BACKGROUND: Sodium ion transportation plays a crucial role in the pathogenesis of hypoxic–ischemic brain injury. Amiodarone, a Vaughan-Williams class III antiarrhythmic drug, has been widely used to treat life-threatening arrhythmia and cardiac arrest worldwide. In addition to its inhibitory effects on the potassium channel, amiodarone also blocks various sodium ion transporters, including the voltage-gated sodium channel, sodium pump, and Na(+)/Ca(+) exchanger. Considering these pharmacological profile, amiodarone may affect the influx–efflux balance of sodium ion in the hypoxic–ischemic brain. Previous studies suggest that the blockade of the voltage-gated sodium channel during hypoxic–ischemic brain injury exerts neuroprotection. On the contrary, the blockade of sodium pump or Na(+)/Ca(+) exchanger during hypoxia–ischemia may cause further intracellular sodium accumulation and consequent osmotic cell death. From these perspectives, the effects of amiodarone on sodium ion balance on the hypoxic–ischemic brain can be both protective and detrimental depending on the clinical and pathophysiological conditions.
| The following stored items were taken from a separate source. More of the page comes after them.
//! Backoff strategies.

use std::time::Duration;

use rand::Rng;

use cadence_types::retry::{BackoffKind, RetryConfig};

/// Jitter band applied symmetrically around the capped delay.
const JITTER_FRACTION: f64 = 0.10;

/// How the delay grows between attempts.
#[derive(Debug, Clone, Copy, PartialEq)]
pub enum BackoffStrategy {
    /// `base * multiplier^(n-1)`.
    Exponential { multiplier: f64 },
    /// `base + increment * (n-1)`.
    Linear { increment: f64 },
    /// Always `base`.
    Constant,
    /// No delay.
    None,
}

impl BackoffStrategy {
    pub fn from_config(config: &RetryConfig) -> Self {
        match config.strategy {
            BackoffKind::Exponential => BackoffStrategy::Exponential {
                multiplier: config.multiplier,
            },
            BackoffKind::Linear => BackoffStrategy::Linear {
                increment: config.increment,
            },
            BackoffKind::Constant => BackoffStrategy::Constant,
            BackoffKind::None => BackoffStrategy::None,
        }
    }

    /// Delay in seconds before retry number `attempt` (1-based), capped at
    /// `max_delay`.
    pub fn calculate(&self, attempt: u32, base_delay: f64, max_delay: f64) -> f64 {
        let n = attempt.max(1) - 1;
        let raw = match self {
            BackoffStrategy::Exponential { multiplier } => {
                base_delay * multiplier.powi(n.min(i32::MAX as u32) as i32)
            }
            BackoffStrategy::Linear { increment } => base_delay + increment * n as f64,
            BackoffStrategy::Constant => base_delay,
            BackoffStrategy::None => 0.0,
        };
        if raw.is_finite() {
            raw.clamp(0.0, max_delay.max(0.0))
        } else {
            max_delay.max(0.0)
        }
    }
}

/// Spread `delay` uniformly within +/-10%.
pub fn apply_jitter(delay: f64) -> f64 {
    if delay <= 0.0 {
        return 0.0;
    }
    let spread = delay * JITTER_FRACTION;
    let offset = rand::thread_rng().gen_range(-spread..=spread);
    (delay + offset).max(0.0)
}

/// Convert fractional seconds into a `Duration`.
pub fn to_duration(seconds: f64) -> Duration {
    Duration::from_secs_f64(seconds.max(0.0))
}

#[cfg(test)]
mod tests {
    use super::*;

    #[test]
    fn exponential_is_monotonic_then_clamped() {
        let strategy = BackoffStrategy::Exponential { multiplier: 2.0 };
        let delays: Vec<f64> = (1..=6).map(|n| strategy.calculate(n, 1.0, 5.0)).collect();
        assert_eq!(delays, vec![1.0, 2.0, 4.0, 5.0, 5.0, 5.0]);
    }

    #[test]
    fn linear_adds_increment() {
        let strategy = BackoffStrategy::Linear { increment: 0.5 };
        assert_eq!(strategy.calculate(1, 1.0, 10.0), 1.0);
        assert_eq!(strategy.calculate(3, 1.0, 10.0), 2.0);
        assert_eq!(strategy.calculate(100, 1.0, 10.0), 10.0);
    }

    #[test]
    fn constant_and_none() {
        assert_eq!(BackoffStrategy::Constant.calculate(7, 2.5, 60.0), 2.5);
        assert_eq!(BackoffStrategy::None.calculate(7, 2.5, 60.0), 0.0);
    }

    #[test]
    fn huge_exponent_saturates_at_max() {
        let strategy = BackoffStrategy::Exponential { multiplier: 10.0 };
        assert_eq!(strategy.calculate(5000, 1.0, 30.0), 30.0);
    }

    #[test]
    fn jitter_stays_within_ten_percent() {
        for _ in 0..200 {
            let d = apply_jitter(10.0);
            assert!((9.0..=11.0).contains(&d), "{d} out of band");
        }
        assert_eq!(apply_jitter(0.0), 0.0);
    }

    #[test]
    fn builds_from_config() {
        let config = RetryConfig {
            strategy: BackoffKind::Linear,
            increment: 3.0,
            ..Default::default()
        };
        assert_eq!(
            BackoffStrategy::from_config(&config),
            BackoffStrategy::Linear { increment: 3.0 }
        );
    }
}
In this study, we therefore investigated the effect of amiodarone on hypoxic–ischemic brain injury using a murine experimental model. RESULTS: Compared with the control group mice, mice that received amiodarone after induction of 40-min hypoxic–ischemic brain injury exhibited lower survival rates over 7 days and worse neurological function. After 25-min hypoxic–ischemic brain injury, amiodarone treated mice exhibited larger infarct volumes (16.0 ± 6.9 vs. 24.2 ± 6.8 mm(3), P < 0.05) and worse neurological function. In addition, the brains harvested from the amiodarone-treated mice contained larger amounts of sodium (194.7 ± 45.1 vs. 253.5 ± 50.9 mEq/kg dry weight, P < 0.01) and water (259.3 ± 8.9 vs. 277.2 ± 12.5 mg, P < 0.01). There were no significant differences in hemodynamic parameters between groups. CONCLUSIONS: Amiodarone exacerbated brain injuries and neurological outcomes after hypoxic–ischemic insults. Severe brain sodium accumulation and brain edema were associated with the detrimental effects of amiodarone. Amiodarone at the clinical dose can exacerbate brain injury after hypoxic–ischemic insult by affecting sodium ion transportation and facilitate intracellular sodium accumulation in the brain.